Выбрать главу

Эта переписка явно показывает, что Пушкин, выехав в губернии Казанскую и Оренбургскую, был потрясен размахом того народного отпора, который дал народ казенному Петербургу. «Пугачевщина», как поэт называет это движение, была куда сильнее, чем «Ужо тебе!..» бледного, до сумасшествия потрясенного, слабого, мелкого чиновника Евгения.

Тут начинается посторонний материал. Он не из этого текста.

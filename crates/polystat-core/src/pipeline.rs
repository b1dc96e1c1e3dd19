//! The recompute pipeline.
//!
//! Stage order is fixed:
//!
//! ```text
//! series -> aggregate -> format -> primary sort -> overrides -> composites
//!        -> default click-throughs -> display-mode filter -> name sort
//!        -> primary sort -> tooltips
//! ```
//!
//! Every stage takes the tile list by value and returns the list the next
//! stage sees. Nothing is carried over between runs.

use tracing::{debug, instrument, warn};

use crate::aggregate::{Aggregator, SeriesAggregator};
use crate::clickthrough::{ClickThroughResolver, SchemeAllowList, TemplateVariables, TemplateVars, UrlSanitizer};
use crate::composites::{CompositeGrouper, CompositeRules};
use crate::config::PanelConfig;
use crate::error::PipelineError;
use crate::filter::filter_by_display_mode;
use crate::format::GlobalFormatter;
use crate::mapping::{LegacyValueMapper, ValueMapper};
use crate::model::{RawSeries, TileModel};
use crate::overrides::{MetricOverrides, OverrideApplicator};
use crate::sort::{sort_by, sort_by_name};
use crate::tooltip::{HtmlTooltips, TooltipGenerator};
use crate::units::{BuiltinUnits, UnitFormats};

/// Output of one recompute.
#[derive(Debug, Clone, Default)]
pub struct PanelState {
    /// Tiles in render order.
    pub tiles: Vec<TileModel>,
    /// One tooltip per tile, same order.
    pub tooltips: Vec<String>,
    /// Problems that degraded tiles without stopping the run.
    pub warnings: Vec<PipelineError>,
}

impl PanelState {
    /// The state shown when there is no data.
    pub fn empty() -> Self {
        Self::default()
    }

    /// State carrying only an error.
    pub fn failed(error: impl Into<PipelineError>) -> Self {
        Self {
            warnings: vec![error.into()],
            ..Self::default()
        }
    }

    pub fn is_empty(&self) -> bool {
        self.tiles.is_empty()
    }
}

/// The transformation pipeline and its collaborators.
///
/// [`Pipeline::default`] wires in the built-in implementation of every
/// seam; the `with_*` methods swap single collaborators.
pub struct Pipeline {
    aggregator: Box<dyn Aggregator>,
    units: Box<dyn UnitFormats>,
    mapper: Box<dyn ValueMapper>,
    overrides: Box<dyn OverrideApplicator>,
    composites: Box<dyn CompositeGrouper>,
    template_vars: Box<dyn TemplateVariables>,
    sanitizer: Box<dyn UrlSanitizer>,
    tooltips: Box<dyn TooltipGenerator>,
}

impl Default for Pipeline {
    fn default() -> Self {
        Self {
            aggregator: Box::new(SeriesAggregator),
            units: Box::new(BuiltinUnits),
            mapper: Box::new(LegacyValueMapper),
            overrides: Box::new(MetricOverrides::default()),
            composites: Box::new(CompositeRules::default()),
            template_vars: Box::new(TemplateVars::default()),
            sanitizer: Box::new(SchemeAllowList),
            tooltips: Box::new(HtmlTooltips),
        }
    }
}

impl std::fmt::Debug for Pipeline {
    fn fmt(&self, f: &mut std::fmt::Formatter<'_>) -> std::fmt::Result {
        f.debug_struct("Pipeline").finish_non_exhaustive()
    }
}

impl Pipeline {
    pub fn new() -> Self {
        Self::default()
    }

    #[must_use]
    pub fn with_aggregator(mut self, aggregator: impl Aggregator + 'static) -> Self {
        self.aggregator = Box::new(aggregator);
        self
    }

    #[must_use]
    pub fn with_units(mut self, units: impl UnitFormats + 'static) -> Self {
        self.units = Box::new(units);
        self
    }

    #[must_use]
    pub fn with_value_mapper(mut self, mapper: impl ValueMapper + 'static) -> Self {
        self.mapper = Box::new(mapper);
        self
    }

    #[must_use]
    pub fn with_overrides(mut self, overrides: impl OverrideApplicator + 'static) -> Self {
        self.overrides = Box::new(overrides);
        self
    }

    #[must_use]
    pub fn with_composites(mut self, composites: impl CompositeGrouper + 'static) -> Self {
        self.composites = Box::new(composites);
        self
    }

    #[must_use]
    pub fn with_template_variables(mut self, vars: impl TemplateVariables + 'static) -> Self {
        self.template_vars = Box::new(vars);
        self
    }

    #[must_use]
    pub fn with_sanitizer(mut self, sanitizer: impl UrlSanitizer + 'static) -> Self {
        self.sanitizer = Box::new(sanitizer);
        self
    }

    #[must_use]
    pub fn with_tooltips(mut self, tooltips: impl TooltipGenerator + 'static) -> Self {
        self.tooltips = Box::new(tooltips);
        self
    }

    /// Rebuilds the panel's tiles and tooltips from `series`.
    ///
    /// Never fails: an unknown operator degrades the affected tile to a
    /// `NaN` value and an unknown unit leaves values unformatted. Both are
    /// reported in [`PanelState::warnings`].
    #[instrument(level = "debug", name = "pipeline::recompute", skip_all, fields(series = series.len()))]
    pub fn recompute(&self, series: &[RawSeries], config: &PanelConfig) -> PanelState {
        let opts = &config.polystat;
        let mut warnings: Vec<PipelineError> = Vec::new();

        let tiles: Vec<TileModel> = series.iter().map(|s| self.aggregate_one(s, config, &mut warnings)).collect();

        let (tiles, unit_warning) = GlobalFormatter::new(self.units.as_ref(), self.mapper.as_ref()).apply(tiles, config);
        if let Some(w) = unit_warning {
            warn!(error = %w, "Formatting degraded");
            warnings.push(w.into());
        }

        let tiles = sort_by(tiles, opts.hexagon_sort_by_field, opts.hexagon_sort_by_direction);
        let tiles = self.overrides.apply(tiles, config);
        let tiles = self.composites.apply(tiles, config);
        let tiles = ClickThroughResolver::new(self.template_vars.as_ref()).apply_defaults(
            tiles,
            config,
            self.sanitizer.as_ref(),
        );
        let tiles = filter_by_display_mode(tiles, opts.global_display_mode);
        let tiles = sort_by_name(tiles, opts.hexagon_sort_by_direction);
        let tiles = sort_by(tiles, opts.hexagon_sort_by_field, opts.hexagon_sort_by_direction);

        let tooltips = self.tooltips.generate(&tiles, config);
        debug!(tiles = tiles.len(), warnings = warnings.len(), "Recompute finished");

        PanelState {
            tiles,
            tooltips,
            warnings,
        }
    }

    /// Resolves the panel-level click-through handed to the renderer.
    pub fn default_click_through(&self, tiles: &[TileModel], config: &PanelConfig) -> String {
        ClickThroughResolver::new(self.template_vars.as_ref()).resolve_default(
            None,
            &config.polystat.default_click_through,
            tiles,
        )
    }

    fn aggregate_one(&self, series: &RawSeries, config: &PanelConfig, warnings: &mut Vec<PipelineError>) -> TileModel {
        let operator = &config.polystat.global_operator_name;
        match self.aggregator.aggregate(operator, series) {
            Ok(tile) => tile,
            Err(e) => {
                warn!(series = %series.name, error = %e, "Aggregation failed");
                // One warning per distinct problem, not per series
                let e = PipelineError::from(e);
                if !warnings.iter().any(|w| same_kind(w, &e)) {
                    warnings.push(e);
                }
                let mut tile = TileModel::new(series.name.clone(), f64::NAN);
                tile.operator.clone_from(operator);
                tile
            }
        }
    }
}

fn same_kind(a: &PipelineError, b: &PipelineError) -> bool {
    use crate::error::ConfigurationError::UnknownOperator;
    match (a, b) {
        (
            PipelineError::Configuration(UnknownOperator { operator: x, .. }),
            PipelineError::Configuration(UnknownOperator { operator: y, .. }),
        ) => x == y,
        _ => a == b,
    }
}
//! Loading panel records and series files.

use std::fs;
use std::io::{self, Read};
use std::path::{Path, PathBuf};

use thiserror::Error;

use polystat_core::{PanelConfig, SeriesPayload};

/// Input files that could not be used.
#[derive(Debug, Error)]
pub enum InputError {
    #[error("failed to read {}", path.display())]
    Read {
        path: PathBuf,
        #[source]
        source: io::Error,
    },

    #[error("invalid panel record in {}", path.display())]
    Config {
        path: PathBuf,
        #[source]
        source: serde_json::Error,
    },

    #[error("invalid series data in {}", path.display())]
    Data {
        path: PathBuf,
        #[source]
        source: serde_json::Error,
    },
}

/// Reads `path`, or stdin when it is `-`.
fn read_source(path: &Path) -> Result<String, InputError> {
    let result = if path == Path::new("-") {
        let mut text = String::new();
        io::stdin().read_to_string(&mut text).map(|_| text)
    } else {
        fs::read_to_string(path)
    };
    result.map_err(|source| InputError::Read {
        path: path.to_path_buf(),
        source,
    })
}

/// Loads and validates a panel record; no path means the defaults.
pub fn load_config(path: Option<&Path>) -> Result<PanelConfig, InputError> {
    let Some(path) = path else {
        tracing::debug!("No panel record given, using defaults");
        return Ok(PanelConfig::default());
    };
    let text = read_source(path)?;
    PanelConfig::from_json(&text).map_err(|source| InputError::Config {
        path: path.to_path_buf(),
        source,
    })
}

/// Loads series payloads: either a JSON array or a single object.
pub fn load_series(path: &Path) -> Result<Vec<SeriesPayload>, InputError> {
    let text = read_source(path)?;
    let parsed = if text.trim_start().starts_with('[') {
        serde_json::from_str::<Vec<SeriesPayload>>(&text)
    } else {
        serde_json::from_str::<SeriesPayload>(&text).map(|one| vec![one])
    };
    parsed.map_err(|source| InputError::Data {
        path: path.to_path_buf(),
        source,
    })
}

Восстание Пугачева было грозным натиском, ответом самого народа, пусть плохо вооруженного, но отважного, могучего; для борьбы с ним пришлось вызывать с Дуная знаменитого уже тогда Суворова, сражавшегося в Турции, что произвело плохое впечатление на Европу. Пушкин видел и ясно понимал, что это не короткая вспышка, но

«бунт», что это большое восстание сословий казаков и крестьян против других сословий. Путем организованной крестьянской войны народ добивался реформы государства и решения вопросов национальных. «…Мятеж, — пишет Пушкин, — поколебавший Государство от Сибири до Москвы и от Кубани до Муромских лесов». Это было то самое, чего так позднее боялись декабристы, та самая неуемная сила, которую они не решались развязать, повести за собой. В своей поездке к Уралу воочию видит Пушкин, как народ может делать сам свою историю, бороться за себя.

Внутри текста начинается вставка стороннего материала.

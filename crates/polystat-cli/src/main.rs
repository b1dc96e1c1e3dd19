#![deny(unsafe_code)]

mod commands;
mod exit_code;
mod input;
mod output;

use std::io;
use std::process::ExitCode;

use anyhow::Result;
use clap::{Parser, Subcommand};
use tracing_subscriber::EnvFilter;

use polystat_core::DataError;

use crate::commands::{config, render};
use crate::input::InputError;

/// Render polystat panel records from the command line
#[derive(Parser)]
#[command(name = "polystat")]
#[command(author, version)]
#[command(propagate_version = true)]
#[command(after_help = "EXAMPLES:
    # Render a panel from saved query results
    polystat render --config panel.json --data series.json

    # Read series from stdin and emit JSON
    curl -s $QUERY_URL | polystat render --config panel.json --data - --json

    # Show the panel record after defaults and validation
    polystat config --config panel.json
")]
struct Cli {
    /// Verbosity level (-v, -vv, -vvv)
    #[arg(short, long, action = clap::ArgAction::Count, global = true)]
    verbose: u8,

    /// Suppress non-essential output
    #[arg(short, long, global = true)]
    quiet: bool,

    #[command(subcommand)]
    command: Commands,
}

#[derive(Subcommand)]
enum Commands {
    /// Run the tile pipeline over series data
    Render(render::Args),

    /// Show the validated panel record
    Config(config::Args),
}

fn main() -> ExitCode {
    match run() {
        Ok(()) => ExitCode::from(exit_code::SUCCESS),
        Err(e) => {
            let code = categorize_error(&e);

            let args: Vec<String> = std::env::args().collect();
            let is_quiet = args.iter().any(|a| a == "-q" || a == "--quiet");
            if !is_quiet {
                eprintln!("Error: {e:#}");
            }

            ExitCode::from(code)
        }
    }
}

fn run() -> Result<()> {
    let cli = Cli::parse();

    if !cli.quiet {
        setup_tracing(cli.verbose);
    }

    match cli.command {
        Commands::Render(args) => render::execute(&args, cli.quiet),
        Commands::Config(args) => config::execute(&args),
    }
}

fn setup_tracing(verbose: u8) {
    let filter = match verbose {
        0 => "warn",
        1 => "info",
        2 => "debug",
        _ => "trace",
    };

    tracing_subscriber::fmt()
        .with_env_filter(EnvFilter::try_from_default_env().unwrap_or_else(|_| filter.into()))
        .with_writer(io::stderr)
        .init();
}

/// Maps an error chain to an exit code.
fn categorize_error(e: &anyhow::Error) -> u8 {
    for cause in e.chain() {
        if let Some(input_err) = cause.downcast_ref::<InputError>() {
            return match input_err {
                InputError::Read { source, .. } if source.kind() == io::ErrorKind::NotFound => exit_code::NOT_FOUND,
                InputError::Read { .. } => exit_code::GENERAL_ERROR,
                InputError::Config { .. } => exit_code::CONFIG_INVALID,
                InputError::Data { .. } => exit_code::DATA_INVALID,
            };
        }

        if cause.downcast_ref::<DataError>().is_some() {
            return exit_code::DATA_INVALID;
        }
    }

    exit_code::GENERAL_ERROR
}
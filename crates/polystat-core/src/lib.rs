//! Metric-to-tile pipeline for polystat panels.
//!
//! Series go in, an ordered list of [`TileModel`]s and their tooltips comes
//! out. See [`Pipeline::recompute`] for the stage order and
//! [`PanelController`] for the host-facing trigger interface.

pub mod aggregate;
pub mod clickthrough;
pub mod composites;
pub mod config;
pub mod controller;
pub mod error;
pub mod filter;
pub mod format;
pub mod ingest;
pub mod mapping;
pub mod model;
pub mod overrides;
pub mod pipeline;
pub mod sort;
pub mod tooltip;
pub mod units;

// Re-export commonly used types at crate root
pub use config::{DisplayMode, PanelConfig, PolystatOptions};
pub use controller::{PanelController, RequestTicket, SharedPanel};
pub use error::{ConfigurationError, DataError, PipelineError};
pub use ingest::SeriesPayload;
pub use model::{DataPoint, RawSeries, TileModel};
pub use pipeline::{PanelState, Pipeline};
pub use sort::{SortDirection, SortField};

И Пушкин представляет (свой привезенный «невымысел» царю — грозную, реальную, нарисованную им, великим писателем историческую картину кровавой усобицы в государстве… Пусть же сам царь решит, что можно сказать, чего нельзя сказать о Пугачеве, пусть решит — можно ли отношение к сильным, энергичным восставшим соотечественникам и подданным своим ограничивать безоглядным шельмованием их как «воров», «злодеев», «бунтовщиков», «разбойников»?

Представив рукопись «Истории Пугачева» царю, Пушкин явно волнуется.

Он «имел… неприятности денежные». Как пишет он в половине того же декабря П. В. Нащокину в Москву, «я сговорился было со Смирдиным, и принужден был уничтожить договор, потому что бедного всадника цензура не пропустила. Это мне убыток. Если не пропустят Историю Пугачева, то мне придётся ехать в деревню. Всё это очень неприятно».

Против всех ожиданий и волнений поэта император Николай «Историю Пугачева» прочел и разрешил к печати очень быстро. В начале февраля 1834 года энергичный Пушкин уже представил царю второй том, состоящий исключительно из документов. Царем отпущены и средства для издания «Пугачева» — 20 000 рублей.

Кроме «ссуды на печатание «Истории Пугачевского бунта», Пушкин просил у царя и получил разрешение на печатание этой книги «в той типографии, которая подведомственна г-ну Сперанскому».

«История Пугачевского бунта» в двух томах вышла в декабре 1834 года. Отпечатанная в количестве трех тысяч экземпляров, она, по словам ее автора, «не имела в публике никакого успеха»; действительно, после смерти Пушкина на его квартире оказалось 1750 непроданных экземпляров этой книги.

Публике, а главным читателем тогда был дворянин, книга Пушкина не понравилась. Но зато она понравилась императору Николаю.

Царь, выпуская «Историю Пугачевского бунта» в свет, думал таким образом воздействовать на свое дворянство, испугать его революцией.

Пушкин же, выпуская «Историю Пугачева», хотел в Пугачеве увидеть и показать не «Емельку», не «вора», не «злодея», не «разбойника», а смелого, властного, умного человека, который не бежит в страхе от Медного всадника, как побежал дворянин Евгений, а добивается того, что ему было нужно.

Фигура Петра Андреевича Гринева Пушкиным написана была не сразу. Начатая в рукописи 31 января 1833 года, «Капитанская дочка» закончена была 19 октября 1836 года и явилась в четвертом томе журнала «Современник», вышедшем в самом конце 1836 года.

Четыре почти года, стало быть, потребовались писателю, чтобы написать, показать публике Гринева, в то время как писание «Истории Пугачева» заняло у Пушкина в 1833 году всего один месяц. В образе Гринева Пушкин слил, во-первых образ молодого деревенского, не знавшего Петербурга дворянина; во-вторых, черты своего пленительного, добродушного, беззлобного, но дотошного Ивана Петровича Белкина, покойного владельца сельца Горюхина; в-третьих, русских простых людей, пленительный антураж всех своих пяти повестей; в-четвертых, весь огромный опыт, доставшийся ему в переживаниях после «14 декабря — 13 июля», — одним словом, все то, что он сам увидел, сам прочувствовал и понял в Петербурге, в поездках по России, на местах декабрьского и пугачевского восстаний.